Bernie: There was a band called SS Something…
Captain: London SS.
Bernie: Yeah. Who of the band was in that?
Captain: Brian [James], the guitarist, Rat [Scabies] on drums, Mick Jones from the Clash, and Tony James of Generation X. And they didn’t like Rat so they threw Rat out, and Brian went with Rat ‘cause Brian liked Rat. Then I got together with the two of them ‘cause I used to work with Rat. I used to be a toilet cleaner with him. It’s an easy job, toilet cleaning. Then we got Dave [Vanian] in. We picked him out of an audience.
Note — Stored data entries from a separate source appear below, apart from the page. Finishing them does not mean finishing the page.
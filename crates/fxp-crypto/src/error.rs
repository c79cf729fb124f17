//! # Cryptographic Error Types
//!
//! Structured errors for key handling, identity resolution and signature
//! tokens.

use thiserror::Error;

/// Errors from cryptographic operations in `fxp-crypto`.
#[derive(Error, Debug)]
pub enum CryptoError {
    /// Signature verification failed.
    #[error("Ed25519 verification failed: {0}")]
    VerificationFailed(String),

    /// Invalid Ed25519 signature length.
    #[error("invalid Ed25519 signature length: expected 64 bytes, got {0}")]
    InvalidSignatureLength(usize),

    /// Invalid Ed25519 public key.
    #[error("invalid Ed25519 public key: {0}")]
    InvalidPublicKey(String),

    /// Signing key material could not be loaded.
    #[error("invalid signing key: {0}")]
    InvalidSigningKey(String),

    /// The signature token is not a detached compact JWS.
    #[error("malformed signature token: {0}")]
    MalformedToken(String),

    /// The token names an algorithm other than EdDSA.
    #[error("unsupported signature algorithm: {0:?}")]
    UnsupportedAlgorithm(String),

    /// The signer's identity could not be resolved to a key.
    #[error("cannot resolve identity {did}: {reason}")]
    Resolution {
        /// The DID that failed to resolve.
        did: String,
        /// Why it failed.
        reason: String,
    },

    /// base64url or hex decoding failed.
    #[error("decode error: {0}")]
    Decode(String),
}
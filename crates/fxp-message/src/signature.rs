//! # Signature Binding
//!
//! Binds a signature to exactly the `{metadata, data}` pair of a document.
//!
//! ## Security Invariant
//!
//! The signed digest is `SHA-256(JCS({"data": ..., "metadata": ...}))`.
//! `privateData` and `signature` are never part of it: private data is
//! authenticated indirectly through the salted commitments inside `data`,
//! and the signature cannot cover itself. Any change to `metadata` or
//! `data` after signing makes verification fail.
//!
//! The binder only proves *who* signed. Whether that signer is the
//! declared sender is checked by [`ensure_signer`].

use fxp_core::{digest_of, ContentDigest, Did};
use fxp_crypto::{DigestSigner, TokenVerifier};
use serde::Serialize;

use crate::error::MessageError;

#[derive(Serialize)]
struct SignedContent<'a, M: Serialize, D: Serialize> {
    metadata: &'a M,
    data: &'a D,
}

/// Digest of the signed portion of a document.
pub fn document_digest<M: Serialize, D: Serialize>(
    metadata: &M,
    data: &D,
) -> Result<ContentDigest, MessageError> {
    Ok(digest_of(&SignedContent { metadata, data })?)
}

/// Sign the `{metadata, data}` pair and return the signature token.
pub fn sign<M: Serialize, D: Serialize>(
    metadata: &M,
    data: &D,
    signer: &dyn DigestSigner,
) -> Result<String, MessageError> {
    let digest = document_digest(metadata, data)?;
    let token = signer.sign_digest(&digest).map_err(MessageError::Signing)?;
    tracing::debug!(signer = %signer.identity(), digest = %digest, "document signed");
    Ok(token)
}

/// Verify `signature` over the `{metadata, data}` pair and return the
/// identity that produced it.
///
/// A missing or empty signature fails with [`MessageError::EmptySignature`]
/// before any cryptography is attempted.
pub fn verify<M: Serialize, D: Serialize>(
    metadata: &M,
    data: &D,
    signature: Option<&str>,
    verifier: &dyn TokenVerifier,
) -> Result<Did, MessageError> {
    let token = match signature {
        Some(token) if !token.is_empty() => token,
        _ => return Err(MessageError::EmptySignature),
    };
    let digest = document_digest(metadata, data)?;
    verifier.verify_token(token, &digest).map_err(|e| {
        tracing::warn!(digest = %digest, error = %e, "signature rejected");
        MessageError::SignatureVerification(e)
    })
}

/// Fail unless the recovered signer is the declared sender.
pub fn ensure_signer(declared: &Did, recovered: &Did) -> Result<(), MessageError> {
    if declared == recovered {
        Ok(())
    } else {
        tracing::warn!(declared = %declared, recovered = %recovered, "signer is not the sender");
        Err(MessageError::SignerMismatch {
            declared: declared.to_string(),
            recovered: recovered.to_string(),
        })
    }
}

#[cfg(test)]
mod tests {
    use super::*;
    use fxp_crypto::{JwsVerifier, LocalSigner};
    use serde_json::json;

    fn signer(seed: u8) -> LocalSigner {
        LocalSigner::from_seed(&[seed; 32]).unwrap()
    }

    #[test]
    fn test_sign_then_verify_recovers_signer() {
        let s = signer(1);
        let metadata = json!({"from": s.identity().as_str(), "kind": "close"});
        let data = json!({"reason": "done"});
        let token = sign(&metadata, &data, &s).unwrap();
        let who = verify(&metadata, &data, Some(&token), &JwsVerifier::new()).unwrap();
        assert_eq!(&who, s.identity());
    }

    #[test]
    fn test_digest_is_key_order_independent() {
        let a = json!({"from": "did:ex:a", "to": "did:ex:b"});
        let b = json!({"to": "did:ex:b", "from": "did:ex:a"});
        let data = json!({});
        assert_eq!(
            document_digest(&a, &data).unwrap(),
            document_digest(&b, &data).unwrap()
        );
    }

    #[test]
    fn test_digest_matches_envelope_vector() {
        let metadata = json!({"from": "did:ex:alice", "kind": "order"});
        let digest = document_digest(&metadata, &json!({})).unwrap();
        assert_eq!(
            digest.to_hex(),
            "1f9a6eab28d4ffbe4cffeae3824e0d68fc040808d0bcf328473972148cde837f"
        );
    }

    #[test]
    fn test_tampered_data_fails() {
        let s = signer(2);
        let metadata = json!({"from": s.identity().as_str()});
        let token = sign(&metadata, &json!({"reason": "a"}), &s).unwrap();
        let err = verify(&metadata, &json!({"reason": "b"}), Some(&token), &JwsVerifier::new())
            .unwrap_err();
        assert!(matches!(err, MessageError::SignatureVerification(_)));
    }

    #[test]
    fn test_missing_and_empty_signature() {
        let v = JwsVerifier::new();
        let md = json!({});
        assert!(matches!(
            verify(&md, &md, None, &v),
            Err(MessageError::EmptySignature)
        ));
        assert!(matches!(
            verify(&md, &md, Some(""), &v),
            Err(MessageError::EmptySignature)
        ));
    }

    #[test]
    fn test_ensure_signer() {
        let a = signer(3);
        let b = signer(4);
        assert!(ensure_signer(a.identity(), a.identity()).is_ok());
        assert!(matches!(
            ensure_signer(a.identity(), b.identity()),
            Err(MessageError::SignerMismatch { .. })
        ));
    }
}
Not when we were playing but thought that guy was the best, weirdest lookin’ guy we could see.
Captain: Yeah, he was. And we went up to him and said, “You wanna join our group?” and he said, ”Doin’ what?” We said, “Singing,” and he said, “But I’ve never sung before,” and we said, “Yes, great, sounds good.”
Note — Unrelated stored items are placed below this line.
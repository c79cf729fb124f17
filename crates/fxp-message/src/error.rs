//! # Message Error Types
//!
//! Every failure the message layer can report. None is transient: each
//! indicates a malformed or tampered document, or a programming error, and
//! must surface to the application for an explicit decision. Nothing here
//! is retried automatically.

use fxp_core::{CanonicalizationError, MessageKind};
use fxp_crypto::CryptoError;
use fxp_schema::SchemaValidationError;
use thiserror::Error;

/// Errors from constructing, signing, decoding or authenticating documents.
#[derive(Error, Debug)]
pub enum MessageError {
    /// The document could not be canonicalized for digesting.
    #[error("digest failed: {0}")]
    Canonicalization(#[from] CanonicalizationError),

    /// The payload does not conform to its schema.
    #[error(transparent)]
    SchemaValidation(#[from] SchemaValidationError),

    /// `metadata.kind` names no known document kind.
    #[error("unknown document kind: {0:?}")]
    UnknownKind(String),

    /// The document carries no signature.
    #[error("document has no signature")]
    EmptySignature,

    /// The signature token does not verify against the document digest.
    #[error("signature verification failed: {0}")]
    SignatureVerification(#[source] CryptoError),

    /// The signer could not produce a signature.
    #[error("signing failed: {0}")]
    Signing(#[source] CryptoError),

    /// A valid signature by someone other than the declared sender.
    #[error("signed by {recovered}, but metadata.from is {declared}")]
    SignerMismatch {
        /// `metadata.from`.
        declared: String,
        /// Identity recovered from the signature.
        recovered: String,
    },

    /// Revealed private data does not match its signed commitment.
    #[error("private data for {field} does not match its commitment")]
    DisclosureMismatch {
        /// Which private field failed.
        field: String,
    },

    /// A commitment is present but the private data it covers is not.
    #[error("{field} is committed to but not disclosed")]
    MissingPrivateData {
        /// Which private field is missing.
        field: String,
    },

    /// The payload's kind differs from the type it is decoded into.
    #[error("expected kind {expected}, got {found}")]
    KindMismatch {
        /// The kind the caller asked for.
        expected: String,
        /// The kind the payload declares.
        found: String,
    },

    /// The document id is not prefixed with its kind.
    #[error("id {id:?} is not a {kind} id")]
    InvalidId {
        /// The offending id.
        id: String,
        /// The document kind.
        kind: String,
    },

    /// An RFQ's exchange id is not its own id, or an option disagrees.
    #[error("exchangeId {found} does not match {expected}")]
    ExchangeIdMismatch {
        /// The required exchange id.
        expected: String,
        /// The exchange id found.
        found: String,
    },

    /// A reply of a kind that may not follow the previous message.
    #[error("{to} may not follow {from}")]
    InvalidTransition {
        /// Kind of the previous message.
        from: MessageKind,
        /// Kind of the reply.
        to: MessageKind,
    },

    /// A non-RFQ message was constructed without an exchange id.
    #[error("{0} messages must name the exchange they belong to")]
    MissingExchangeId(String),

    /// The payload is not JSON, lacks `metadata.kind`, or has the wrong shape.
    #[error("malformed document: {0}")]
    Malformed(String),

    /// An RFQ does not satisfy the offering it references.
    #[error("offering requirement not met: {0}")]
    OfferingRequirement(String),
}

impl MessageError {
    /// Short, stable label for metrics and logs.
    pub fn reason(&self) -> &'static str {
        match self {
            Self::Canonicalization(_) => "canonicalization",
            Self::SchemaValidation(_) => "schema",
            Self::UnknownKind(_) => "unknown_kind",
            Self::EmptySignature => "empty_signature",
            Self::SignatureVerification(_) => "signature",
            Self::Signing(_) => "signing",
            Self::SignerMismatch { .. } => "signer_mismatch",
            Self::DisclosureMismatch { .. } => "disclosure_mismatch",
            Self::MissingPrivateData { .. } => "missing_private_data",
            Self::KindMismatch { .. } => "kind_mismatch",
            Self::InvalidId { .. } => "invalid_id",
            Self::ExchangeIdMismatch { .. } => "exchange_id_mismatch",
            Self::InvalidTransition { .. } => "invalid_transition",
            Self::MissingExchangeId(_) => "missing_exchange_id",
            Self::Malformed(_) => "malformed",
            Self::OfferingRequirement(_) => "offering_requirement",
        }
    }

    /// Whether the document failed authentication (as opposed to parsing).
    pub fn is_authenticity_failure(&self) -> bool {
        matches!(
            self,
            Self::EmptySignature
                | Self::SignatureVerification(_)
                | Self::SignerMismatch { .. }
                | Self::DisclosureMismatch { .. }
                | Self::MissingPrivateData { .. }
        )
    }
}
Bernie: He was a gravedigger before, I hear?
Captain: That’s true, really. And I was a toilet cleaner, that’s true.
Bernie: Meet a lot of people as a toilet cleaner?
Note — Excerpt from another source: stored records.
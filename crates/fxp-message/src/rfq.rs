//! # Request for Quote
//!
//! The message that opens an exchange. Its sensitive fields (payment
//! details and claims) appear in the signed `data` only as salted
//! commitments; the cleartext travels in `privateData`. See
//! [`crate::disclosure`].

use fxp_core::{Did, DocumentId, MessageKind};
use serde::{Deserialize, Serialize};
use serde_json::{Map, Value};

use crate::disclosure;
use crate::error::MessageError;
use crate::message::{Message, MessageData};
use crate::metadata::MessageOptions;

/// Public data of an RFQ.
#[derive(Debug, Clone, PartialEq, Eq, Serialize, Deserialize)]
#[serde(rename_all = "camelCase")]
pub struct RfqData {
    /// Offering the RFQ is made against.
    pub offering_id: DocumentId,
    /// Selected payin method and amount.
    pub payin: SelectedPayinMethod,
    /// Selected payout method.
    pub payout: SelectedPayoutMethod,
    /// Commitment to the claims.
    #[serde(default, skip_serializing_if = "Option::is_none")]
    pub claims_hash: Option<String>,
}

/// Payin method chosen by the customer.
#[derive(Debug, Clone, PartialEq, Eq, Serialize, Deserialize)]
#[serde(rename_all = "camelCase")]
pub struct SelectedPayinMethod {
    /// Payin amount, as a decimal string.
    pub amount: String,
    /// Payment method kind, matching one the offering lists.
    pub kind: String,
    /// Commitment to the payment details.
    #[serde(default, skip_serializing_if = "Option::is_none")]
    pub payment_details_hash: Option<String>,
}

/// Payout method chosen by the customer.
#[derive(Debug, Clone, PartialEq, Eq, Serialize, Deserialize)]
#[serde(rename_all = "camelCase")]
pub struct SelectedPayoutMethod {
    /// Payment method kind, matching one the offering lists.
    pub kind: String,
    /// Commitment to the payment details.
    #[serde(default, skip_serializing_if = "Option::is_none")]
    pub payment_details_hash: Option<String>,
}

/// Cleartext behind an RFQ's commitments.
#[derive(Debug, Clone, PartialEq, Serialize, Deserialize)]
#[serde(rename_all = "camelCase")]
pub struct RfqPrivateData {
    /// Salt shared by every commitment of the message.
    pub salt: String,
    /// Payin payment details.
    #[serde(default, skip_serializing_if = "Option::is_none")]
    pub payin: Option<PrivatePaymentDetails>,
    /// Payout payment details.
    #[serde(default, skip_serializing_if = "Option::is_none")]
    pub payout: Option<PrivatePaymentDetails>,
    /// Claims, typically verifiable credentials in compact form.
    #[serde(default, skip_serializing_if = "Option::is_none")]
    pub claims: Option<Vec<String>>,
}

impl RfqPrivateData {
    /// Revealed payin payment details.
    pub fn payin_details(&self) -> Option<&Map<String, Value>> {
        self.payin.as_ref().and_then(|p| p.payment_details.as_ref())
    }

    /// Revealed payout payment details.
    pub fn payout_details(&self) -> Option<&Map<String, Value>> {
        self.payout.as_ref().and_then(|p| p.payment_details.as_ref())
    }
}

/// Payment details wrapper inside private data.
#[derive(Debug, Clone, PartialEq, Serialize, Deserialize)]
#[serde(rename_all = "camelCase")]
pub struct PrivatePaymentDetails {
    /// The details object.
    #[serde(default, skip_serializing_if = "Option::is_none")]
    pub payment_details: Option<Map<String, Value>>,
}

impl PrivatePaymentDetails {
    /// Wrap a details object.
    pub fn with_details(details: Map<String, Value>) -> Self {
        Self {
            payment_details: Some(details),
        }
    }
}

impl MessageData for RfqData {
    const KIND: MessageKind = MessageKind::Rfq;
    type Private = RfqPrivateData;

    fn check_private(
        &self,
        private: Option<&RfqPrivateData>,
        require_private_data: bool,
    ) -> Result<(), MessageError> {
        disclosure::verify_disclosure(self, private, require_private_data)
    }
}

// ─── Construction Input ──────────────────────────────────────────────

/// Cleartext input for creating an RFQ.
#[derive(Debug, Clone, PartialEq)]
pub struct CreateRfqData {
    /// Offering the RFQ is made against.
    pub offering_id: DocumentId,
    /// Selected payin method with cleartext details.
    pub payin: CreateSelectedPayinMethod,
    /// Selected payout method with cleartext details.
    pub payout: CreateSelectedPayoutMethod,
    /// Claims to disclose.
    pub claims: Vec<String>,
}

/// Payin selection with cleartext details.
#[derive(Debug, Clone, PartialEq)]
pub struct CreateSelectedPayinMethod {
    /// Payin amount, as a decimal string.
    pub amount: String,
    /// Payment method kind.
    pub kind: String,
    /// Payment details.
    pub payment_details: Option<Map<String, Value>>,
}

/// Payout selection with cleartext details.
#[derive(Debug, Clone, PartialEq)]
pub struct CreateSelectedPayoutMethod {
    /// Payment method kind.
    pub kind: String,
    /// Payment details.
    pub payment_details: Option<Map<String, Value>>,
}

/// An RFQ message.
pub type Rfq = Message<RfqData>;

impl Message<RfqData> {
    /// Create an unsigned RFQ, sealing the sensitive fields of `input`
    /// behind commitments under a fresh salt.
    pub fn create_rfq(
        from: Did,
        to: Did,
        input: CreateRfqData,
        opts: MessageOptions,
    ) -> Result<Self, MessageError> {
        let (data, private_data) = disclosure::seal(input)?;
        let mut rfq = Self::create(from, to, data, opts)?;
        rfq.private_data = private_data;
        Ok(rfq)
    }

    /// Drop the private data. The signature stays valid.
    pub fn strip_private_data(&mut self) -> Option<RfqPrivateData> {
        self.private_data.take()
    }
}

#[cfg(test)]
mod tests {
    use super::*;
    use fxp_crypto::{DigestSigner, JwsVerifier, LocalSigner};
    use serde_json::json;

    fn input() -> CreateRfqData {
        CreateRfqData {
            offering_id: DocumentId::new("offering_abc").unwrap(),
            payin: CreateSelectedPayinMethod {
                amount: "100.00".into(),
                kind: "DEBIT_CARD".into(),
                payment_details: None,
            },
            payout: CreateSelectedPayoutMethod {
                kind: "BANK_TRANSFER".into(),
                payment_details: json!({"accountNumber": "1234567890123456"})
                    .as_object()
                    .cloned(),
            },
            claims: vec![],
        }
    }

    #[test]
    fn test_create_rfq_seals_details() {
        let alice = LocalSigner::from_seed(&[1; 32]).unwrap();
        let pfi = LocalSigner::from_seed(&[2; 32]).unwrap();
        let rfq = Rfq::create_rfq(
            alice.identity().clone(),
            pfi.identity().clone(),
            input(),
            MessageOptions::default(),
        )
        .unwrap();
        assert_eq!(rfq.metadata.exchange_id, rfq.metadata.id);
        assert!(rfq.data.payout.payment_details_hash.is_some());
        assert!(rfq.data.payin.payment_details_hash.is_none());
        let json = serde_json::to_value(&rfq.data).unwrap();
        assert!(!json.to_string().contains("1234567890123456"));
        rfq.verify_private_data(true).unwrap();
    }

    #[test]
    fn test_strip_keeps_signature_valid() {
        let alice = LocalSigner::from_seed(&[1; 32]).unwrap();
        let pfi = LocalSigner::from_seed(&[2; 32]).unwrap();
        let mut rfq = Rfq::create_rfq(
            alice.identity().clone(),
            pfi.identity().clone(),
            input(),
            MessageOptions::default(),
        )
        .unwrap();
        rfq.sign(&alice).unwrap();
        assert!(rfq.strip_private_data().is_some());
        rfq.verify(&JwsVerifier::new()).unwrap();
        rfq.verify_private_data(false).unwrap();
        assert!(rfq.verify_private_data(true).is_err());
    }

    #[test]
    fn test_private_data_wire_names() {
        let alice = LocalSigner::from_seed(&[1; 32]).unwrap();
        let rfq = Rfq::create_rfq(
            alice.identity().clone(),
            alice.identity().clone(),
            input(),
            MessageOptions::default(),
        )
        .unwrap();
        let json = serde_json::to_value(&rfq).unwrap();
        assert!(json["privateData"]["salt"].is_string());
        assert_eq!(
            json["privateData"]["payout"]["paymentDetails"]["accountNumber"],
            "1234567890123456"
        );
        assert!(json["data"]["payout"]["paymentDetailsHash"].is_string());
        assert_eq!(json["data"]["offeringId"], "offering_abc");
    }
}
Captain: I cleaned toilets in a concert hall, so I met people like Glen Campbell and what’s-his-name, Bert Kampfert [d. 1980 – RBF, 2015], and all shitty people like that; and Mrs. Mills [aka Gladys Mills, British singer, d. 1978 – RBF, 2015]. And just a load of really different people. Wrestlers, boxers, all that lot. Really interesting. We got sacked.
Bernie: Are you gonna do “Singalonga Scabies”?
Captain: No, we’re not gonna do that. Have you heard that?
Bernie: Yeah, it’s really good.
Captain: It was my idea. Why are you taping this?
Bernie: We’re from a fanzine here, Big Star.”
Captain: Send us a copy.
Bernie: Sure. See ya.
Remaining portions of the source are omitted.